EXTRACTED DATA Block Start
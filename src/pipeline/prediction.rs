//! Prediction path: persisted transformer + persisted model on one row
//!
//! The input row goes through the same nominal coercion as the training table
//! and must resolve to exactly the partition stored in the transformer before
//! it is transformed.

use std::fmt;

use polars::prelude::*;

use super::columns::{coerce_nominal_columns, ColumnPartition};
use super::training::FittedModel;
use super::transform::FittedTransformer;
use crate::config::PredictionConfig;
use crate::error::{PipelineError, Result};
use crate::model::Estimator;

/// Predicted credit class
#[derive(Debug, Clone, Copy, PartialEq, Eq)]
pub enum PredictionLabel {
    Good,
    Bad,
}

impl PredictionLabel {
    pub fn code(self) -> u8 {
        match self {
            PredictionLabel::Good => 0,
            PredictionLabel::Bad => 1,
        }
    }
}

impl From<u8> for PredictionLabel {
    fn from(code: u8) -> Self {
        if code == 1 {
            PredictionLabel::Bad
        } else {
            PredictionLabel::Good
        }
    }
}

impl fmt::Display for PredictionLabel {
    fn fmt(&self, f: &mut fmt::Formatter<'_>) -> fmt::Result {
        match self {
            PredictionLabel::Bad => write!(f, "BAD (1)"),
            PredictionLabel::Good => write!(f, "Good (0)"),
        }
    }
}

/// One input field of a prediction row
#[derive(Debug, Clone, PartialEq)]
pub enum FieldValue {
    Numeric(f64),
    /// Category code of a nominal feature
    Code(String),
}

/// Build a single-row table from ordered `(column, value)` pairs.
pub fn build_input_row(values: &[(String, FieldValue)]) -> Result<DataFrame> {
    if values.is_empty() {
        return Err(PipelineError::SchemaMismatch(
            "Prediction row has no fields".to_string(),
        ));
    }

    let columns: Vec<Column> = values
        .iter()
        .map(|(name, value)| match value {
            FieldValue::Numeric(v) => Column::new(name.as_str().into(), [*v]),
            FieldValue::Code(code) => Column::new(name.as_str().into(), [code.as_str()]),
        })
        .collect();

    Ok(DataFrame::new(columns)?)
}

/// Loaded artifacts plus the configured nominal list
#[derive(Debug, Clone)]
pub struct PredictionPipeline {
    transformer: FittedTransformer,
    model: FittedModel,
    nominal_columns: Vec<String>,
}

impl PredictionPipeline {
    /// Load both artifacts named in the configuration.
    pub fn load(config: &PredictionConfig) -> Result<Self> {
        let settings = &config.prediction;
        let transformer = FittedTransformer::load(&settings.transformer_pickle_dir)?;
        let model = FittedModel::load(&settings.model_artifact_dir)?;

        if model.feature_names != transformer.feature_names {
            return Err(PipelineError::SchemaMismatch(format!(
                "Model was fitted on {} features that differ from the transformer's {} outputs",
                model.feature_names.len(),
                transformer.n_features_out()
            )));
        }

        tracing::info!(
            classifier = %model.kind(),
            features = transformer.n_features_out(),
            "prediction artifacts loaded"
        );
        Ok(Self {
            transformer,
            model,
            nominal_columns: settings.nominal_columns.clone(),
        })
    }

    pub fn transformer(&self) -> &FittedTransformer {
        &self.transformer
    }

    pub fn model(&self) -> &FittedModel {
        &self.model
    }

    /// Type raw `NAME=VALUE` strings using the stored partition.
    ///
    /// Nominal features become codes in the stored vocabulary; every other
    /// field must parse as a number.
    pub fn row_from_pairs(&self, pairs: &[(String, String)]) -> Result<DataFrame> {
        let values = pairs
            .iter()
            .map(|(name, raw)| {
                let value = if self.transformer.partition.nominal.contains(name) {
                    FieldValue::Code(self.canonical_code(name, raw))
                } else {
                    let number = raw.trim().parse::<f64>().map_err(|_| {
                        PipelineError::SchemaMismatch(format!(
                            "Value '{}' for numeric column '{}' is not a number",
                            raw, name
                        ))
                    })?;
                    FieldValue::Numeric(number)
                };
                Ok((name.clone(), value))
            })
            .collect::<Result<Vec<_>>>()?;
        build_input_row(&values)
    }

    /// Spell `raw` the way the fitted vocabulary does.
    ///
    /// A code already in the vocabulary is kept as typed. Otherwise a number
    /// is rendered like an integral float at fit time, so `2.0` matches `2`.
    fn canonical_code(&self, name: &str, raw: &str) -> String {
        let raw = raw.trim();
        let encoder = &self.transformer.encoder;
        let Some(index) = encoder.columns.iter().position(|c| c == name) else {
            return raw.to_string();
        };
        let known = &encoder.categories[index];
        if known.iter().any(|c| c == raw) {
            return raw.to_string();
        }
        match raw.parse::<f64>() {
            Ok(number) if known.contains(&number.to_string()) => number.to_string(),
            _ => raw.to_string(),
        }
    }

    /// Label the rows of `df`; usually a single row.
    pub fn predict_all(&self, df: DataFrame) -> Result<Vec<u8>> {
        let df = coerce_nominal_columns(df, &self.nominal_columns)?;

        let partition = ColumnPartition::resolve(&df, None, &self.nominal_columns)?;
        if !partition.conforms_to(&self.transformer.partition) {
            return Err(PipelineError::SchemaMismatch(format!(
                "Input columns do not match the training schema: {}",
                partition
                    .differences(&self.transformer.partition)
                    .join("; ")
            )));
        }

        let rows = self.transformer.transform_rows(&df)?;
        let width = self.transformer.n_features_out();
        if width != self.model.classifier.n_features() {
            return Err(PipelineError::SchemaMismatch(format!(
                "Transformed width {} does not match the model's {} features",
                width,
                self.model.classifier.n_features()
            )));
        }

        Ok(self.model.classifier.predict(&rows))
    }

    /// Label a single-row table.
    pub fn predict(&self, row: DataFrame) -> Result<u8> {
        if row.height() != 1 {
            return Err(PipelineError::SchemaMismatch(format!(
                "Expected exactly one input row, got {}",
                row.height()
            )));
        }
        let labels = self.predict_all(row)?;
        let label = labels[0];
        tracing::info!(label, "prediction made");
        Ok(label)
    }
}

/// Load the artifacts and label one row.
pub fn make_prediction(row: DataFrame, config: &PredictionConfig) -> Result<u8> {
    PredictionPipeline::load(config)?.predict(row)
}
EXTRACTED DATA Block End
» WHAT IS NEEDED
Check each line in the records above for the word "pairs". Return those that have it.

» OUTPUT FOR THIS EXERCISE
/// Build a single-row table from ordered `(column, value)` pairs.
    pub fn row_from_pairs(&self, pairs: &[(String, String)]) -> Result<DataFrame> {
        let values = pairs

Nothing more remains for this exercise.